There are a variety of reasons for our embryo backlog. Chief among them is the fact that IVF patients - not clinics, not the government - are charged with deciding the fate of leftover embryos, and many find this unexpectedly hard. 'I think about it a million times over', I was told by one mother who had twin IVF daughters and six leftover embryos; she and her husband were paying some $1000 annually to keep their embryos frozen - a considerable incentive for letting them thaw, given that she could not bear more children. And yet: 'I can't seem to sign the papers', she said. 'I can't say: let's just throw them away. We worked so hard to get them, and I feel like they're part of us'. She wanted to do the right thing, but didn't know what that was. And she had gotten no help from her doctors. As a rule, clinics prefer to advance the idea of embryos as multi-celled clumps of tissue - forestalling pro-life interference or greater government involvement - but for patients, the reality is more complex.
In the US patients have five choices regarding excess embryos. They can use them; thaw them and permit them to lapse; donate them to another patient (conservatives like to call this 'embryo adoption', but technically it is a property transfer) or to research (not easy, given the federal funding moratorium and a dearth of labs that can receive them) or keep them frozen. Fascinatingly, social scientists have found that patients often start out with some notion of what they will do, but change their minds. Even in socially liberal San Francisco, Robert Nachtigall and colleagues found that patients have a hard time even knowing how to think about their embryos, variously conceptualizing them as 'biological tissue, living entities, 'virtual' children having interests that must be considered and protected, siblings of their living children, genetic or psychological 'insurance policies,' and symbolic reminders of their past infertility'. The average patient in that study had seven frozen embryos; the average embryo had been in storage for four years; 72 per cent of patients still did not know what to do with them.

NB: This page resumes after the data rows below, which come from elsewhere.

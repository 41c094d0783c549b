//! `vbr search`: run one query and print ranked passages.

use anyhow::Result;
use serde::Serialize;
use serde_json::Value;

use vector_bridge_core::models::{Metadata, RetrievalCandidate};
use vector_bridge_core::text::normalize_query;
use vector_bridge_core::BridgeError;

use crate::context::BridgeContext;

const EXCERPT_CHARS: usize = 240;

/// Options for one `vbr search` invocation; `None` falls back to configuration.
#[derive(Debug, Default)]
pub struct SearchOptions {
    pub top_k: Option<usize>,
    pub candidate_k: Option<usize>,
    pub source: Option<String>,
    pub filters: Vec<(String, String)>,
    pub min_score: Option<f32>,
    pub json: bool,
}

#[derive(Serialize)]
struct SearchHit<'a> {
    rank: usize,
    id: &'a str,
    score: f32,
    text: String,
    metadata: &'a Metadata,
}

pub async fn run_search(ctx: &BridgeContext, query: &str, opts: SearchOptions) -> Result<()> {
    // Rejected before the index is opened.
    if normalize_query(query).is_empty() {
        return Err(report(
            BridgeError::DegenerateInput("query text is empty".into()),
            opts.json,
        )?);
    }

    let mut request = ctx.request(query);
    if let Some(k) = opts.top_k {
        request.top_k = k.max(1);
    }
    if let Some(k) = opts.candidate_k {
        request.candidate_k = k.max(1);
    }
    if opts.min_score.is_some() {
        request.min_score = opts.min_score;
    }
    request.source_tag = opts.source;
    request.filters = parse_filters(&opts.filters);

    let results = match ctx.retrieve(&request).await {
        Ok(results) => results,
        Err(e) => return Err(report(e, opts.json)?),
    };

    if opts.json {
        let hits: Vec<SearchHit> = results
            .iter()
            .enumerate()
            .map(|(i, c)| SearchHit {
                rank: i + 1,
                id: &c.id,
                score: c.score,
                text: c.display_text(),
                metadata: &c.metadata,
            })
            .collect();
        println!("{}", serde_json::to_string_pretty(&hits)?);
        return Ok(());
    }

    if results.is_empty() {
        println!("No results.");
        return Ok(());
    }

    let tag_field = &ctx.config().retrieval.source_tag_field;
    for (i, c) in results.iter().enumerate() {
        println!(
            "{}. [{:.3}] {} / {}",
            i + 1,
            c.score,
            c.metadata_str(tag_field).unwrap_or_else(|| "-".to_string()),
            title_of(c)
        );
        println!("    excerpt: \"{}\"", excerpt(&c.display_text()));
        println!("    id: {}", c.id);
        println!();
    }
    Ok(())
}

/// Print the structured failure for `--json` callers and hand the error back.
fn report(e: BridgeError, json: bool) -> Result<anyhow::Error> {
    if json {
        let failure = serde_json::json!({ "error": e.to_failure() });
        println!("{}", serde_json::to_string_pretty(&failure)?);
    }
    Ok(e.into())
}

/// `key=value` pairs as an equality filter. Values that parse as JSON
/// scalars (numbers, booleans) keep that type; everything else is a string.
fn parse_filters(pairs: &[(String, String)]) -> Option<Metadata> {
    if pairs.is_empty() {
        return None;
    }
    Some(
        pairs
            .iter()
            .map(|(k, v)| {
                let value = match serde_json::from_str::<Value>(v) {
                    Ok(parsed @ (Value::Number(_) | Value::Bool(_))) => parsed,
                    _ => Value::String(v.clone()),
                };
                (k.clone(), value)
            })
            .collect(),
    )
}

fn title_of(c: &RetrievalCandidate) -> String {
    let title = c.metadata_str("title").unwrap_or_else(|| "(untitled)".to_string());
    match c.metadata_str("page") {
        Some(page) => format!("{title} (p.{page})"),
        None => title,
    }
}

fn excerpt(text: &str) -> String {
    let flat = text.replace('\n', " ");
    let trimmed = flat.trim();
    if trimmed.chars().count() <= EXCERPT_CHARS {
        return trimmed.to_string();
    }
    let mut cut: String = trimmed.chars().take(EXCERPT_CHARS).collect();
    cut.push('…');
    cut
}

And thinking of oneself as pro-choice or pro-life is not necessarily a useful predictor: 'I created these things, and I feel a sense of responsibility for them', I was told by one IVF mother, liberal and staunchly pro-choice, who could not rest until she located over the Internet two women willing to bring her excess embryos to term. Another took the opposite view: starting treatment, she and her husband assumed they would donate leftover embryos, but in the end, could not imagine their children's full siblings raised in a different household. A pro-life member of Congress, Dana Rohrabacher of California, decided after going through treatment with his wife that since embryos will not become babies unless they are transferred into a womb, they are not the moral equivalent of fetuses. He is still pro-life but in favor, now, of ES cell research.Given how difficult the matter is for patients, it's hardly a surprise that many flee. Often, what happens is that patients stop paying storage fees and disappear without leaving a forwarding address. 'I have tons of embryos, and I can't track down the patients', I was told by one Los Angeles doctor, Vicken Sahakian. Yet many doctors are afraid to destroy unclaimed embryos; their moral and legal status is too ambiguous. Sahakian fears he will never be able to sell his chic practice. 'The person buying it does not want to buy the embryos. So what do you do with them? I have embryos that have been here since 1992'.
The confusion persists at the federal level: while the president advances the idea that embryos are tantamount to babies (one conservative commentator likes to call them 'microscopic Americans') for purposes of donation, the US Food and Drug Administration considers them as tissue. But one thing is clear; clinics need to do a better job preparing patients for what may be the hardest decision they will make. When and if federal funding is granted, the research option may make the decision clearer. Such is the backlog, now, that a company called Reprotech has been created to take over clinics' inventory, track down patients, and talk through the options. Given this country's consumer approach to medicine that creates human life, it is perhaps fitting that the person helping patients find their way forward, morally, is not clergy, or a psychologist, often, but...a customer service representative. 'We end up being the counselors without the credentials', Russell Birnbaum, the Reprotech founder, told me, 'just answering the questions, being available'.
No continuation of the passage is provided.